ノーマル装備のオールラウンダーを使い最新鋭機がにらみ合う戦場のど真ん中をあえて通行する度胸、まともな武装がないのをいいことに無視されている間に戦場の裏側に回り込む迅速さ、サイコロンの頭部カメラとの無線を行って爆撃予定地を観測する周到さ、腕や脚といったパーツが細かい部分に爆発物を仕込み即席のクラスター爆弾化する機転、最後には自壊を恐れずに首を打ち抜いてメカメカ教導隊長の愛機に一撃を加える豪胆さ。
高価なアクタノイドはできる限り壊さないように運用するのが当たり前という風潮を真っ向から崩すような、死なばもろともの精神は大辻鷹にとって実に好ましいものだ。
「やっぱ、ロボは壊してなんぼってね」
数々のアクタノイド開発企業に就職を断られた原因である思想をポロリとこぼしつつ、大辻鷹はオーダーアクターの仲間に雑談を振る。

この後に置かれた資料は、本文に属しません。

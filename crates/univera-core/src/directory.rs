//! The `Directory` trait and its supporting types.
//!
//! The trait is implemented by relational store backends (e.g.
//! `univera-store-sqlite`). The provisioner and the HTTP layer depend on this
//! abstraction, not on any concrete backend.

use std::{collections::BTreeSet, future::Future};

use crate::{
  org::{
    Assignment, Course, Department, NewCourse, NewDepartment, NewRole, NewSubject,
    Role, Subject,
  },
  person::{FacultyRecord, LocalUser, NewFaculty, NewLocalUser},
  role::{Capacity, RoleId},
};

/// Abstraction over the relational store of users and academic entities.
///
/// All methods return `Send` futures so the trait can be used in
/// multi-threaded async runtimes (e.g. tokio with `axum`).
pub trait Directory: Send + Sync {
  type Error: std::error::Error + Send + Sync + 'static;

  // ── Users ─────────────────────────────────────────────────────────────

  /// Retrieve a local user with its role set. Returns `None` if not found.
  fn get_user<'a>(
    &'a self,
    id: &'a str,
  ) -> impl Future<Output = Result<Option<LocalUser>, Self::Error>> + Send + 'a;

  /// Create a local user and connect it to `role_ids`.
  fn create_user(
    &self,
    user: NewLocalUser,
  ) -> impl Future<Output = Result<LocalUser, Self::Error>> + Send + '_;

  /// Add `roles` to the user's role set (union). Returns `None` if the user
  /// does not exist.
  fn connect_roles<'a>(
    &'a self,
    id: &'a str,
    roles: &'a BTreeSet<RoleId>,
  ) -> impl Future<Output = Result<Option<LocalUser>, Self::Error>> + Send + 'a;

  /// Remove `roles` from the user's role set. Returns `None` if the user
  /// does not exist.
  fn disconnect_roles<'a>(
    &'a self,
    id: &'a str,
    roles: &'a BTreeSet<RoleId>,
  ) -> impl Future<Output = Result<Option<LocalUser>, Self::Error>> + Send + 'a;

  /// Delete a local user together with its role links and faculty record.
  /// Capacities it held are cleared. Returns `false` if not found.
  fn delete_user<'a>(
    &'a self,
    id: &'a str,
  ) -> impl Future<Output = Result<bool, Self::Error>> + Send + 'a;

  // ── Capacities ────────────────────────────────────────────────────────

  /// Overwrite the holder of `capacity` on unit `unit_id`. `holder = None`
  /// clears it. Returns `None` if no such unit exists.
  fn assign_capacity<'a>(
    &'a self,
    capacity: Capacity,
    unit_id: i64,
    holder: Option<&'a str>,
  ) -> impl Future<Output = Result<Option<Assignment>, Self::Error>> + Send + 'a;

  // ── Faculty ───────────────────────────────────────────────────────────

  /// Create the faculty record, or update its placement and add the subjects
  /// if it already exists.
  fn upsert_faculty(
    &self,
    faculty: NewFaculty,
  ) -> impl Future<Output = Result<FacultyRecord, Self::Error>> + Send + '_;

  fn get_faculty<'a>(
    &'a self,
    id: &'a str,
  ) -> impl Future<Output = Result<Option<FacultyRecord>, Self::Error>> + Send + 'a;

  // ── Catalog ───────────────────────────────────────────────────────────

  fn list_roles(&self) -> impl Future<Output = Result<Vec<Role>, Self::Error>> + Send + '_;

  fn add_role(&self, role: NewRole) -> impl Future<Output = Result<Role, Self::Error>> + Send + '_;

  /// The subset of `ids` with no matching role.
  fn missing_roles<'a>(
    &'a self,
    ids: &'a BTreeSet<RoleId>,
  ) -> impl Future<Output = Result<Vec<RoleId>, Self::Error>> + Send + 'a;

  fn list_departments(
    &self,
  ) -> impl Future<Output = Result<Vec<Department>, Self::Error>> + Send + '_;

  fn add_department(
    &self,
    department: NewDepartment,
  ) -> impl Future<Output = Result<Department, Self::Error>> + Send + '_;

  fn get_department(
    &self,
    id: i64,
  ) -> impl Future<Output = Result<Option<Department>, Self::Error>> + Send + '_;

  fn list_courses(&self) -> impl Future<Output = Result<Vec<Course>, Self::Error>> + Send + '_;

  fn add_course(
    &self,
    course: NewCourse,
  ) -> impl Future<Output = Result<Course, Self::Error>> + Send + '_;

  fn get_course(
    &self,
    id: i64,
  ) -> impl Future<Output = Result<Option<Course>, Self::Error>> + Send + '_;

  fn list_subjects(
    &self,
  ) -> impl Future<Output = Result<Vec<Subject>, Self::Error>> + Send + '_;

  fn add_subject(
    &self,
    subject: NewSubject,
  ) -> impl Future<Output = Result<Subject, Self::Error>> + Send + '_;

  /// The subset of `ids` with no matching subject.
  fn missing_subjects<'a>(
    &'a self,
    ids: &'a BTreeSet<i64>,
  ) -> impl Future<Output = Result<Vec<i64>, Self::Error>> + Send + 'a;
}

「というか、顎に挟んで突撃銃の引き金を引くとかどんな銃声を聞けるんだろう。絶対に間近でいい音が聞けるよねぇ」
仲間の呆れ声が返ってきた。
「隊長のそれは病気だと思います」
「副長も結局、それだけは分からないって言ってましたね」
「就活でそれ言っちゃったからお祈りメール食らったんですよ?」
「趣味にとやかく言いませんけど、時と場合は選びましょーねー」
次々に同調する仲間たちに、大辻鷹は眉間に皺を作る。
「は? 銃声ほど心に響く音はないでしょ。実質ASMRだから」
「心に響くって、普通は恐怖心ですよ」
「それも含めていいんじゃん!」
強弁するも、ボイスチャットから返ってくるのは呆れのため息多重奏。
だが、仲間の反応で自らの嗜好を省みる協調性の持ち合わせなど、大辻鷹にはない。
理想の銃声を聞きたいがためにアクタノイド開発企業への就職を志して断られ、それでも諦めきれずに自ら設計開発を一から始めて現状最強のアクタノイドを作り出す。大企業を凌駕する技術力を持つに至った天才技術者、大辻鷹の原動力はただひたすらに趣味である。
仲間たちは思う。
この女を迎え入れなかった開発企業の人事は優秀だなと。
同時に思う。
――それはそれとして、自分も落としやがったのは許せないから叩き潰してやると。
民間クラン『オーダーアクター』はアクタノイド開発企業に就職できなかった技術者の掃きだめ。互いの趣味や嗜好に理解を示さず、各々にぶっとんだ理想を実現するために技術を共有し、各々が理想を体現するオーダー系アクタノイドを操る趣味人の巣窟。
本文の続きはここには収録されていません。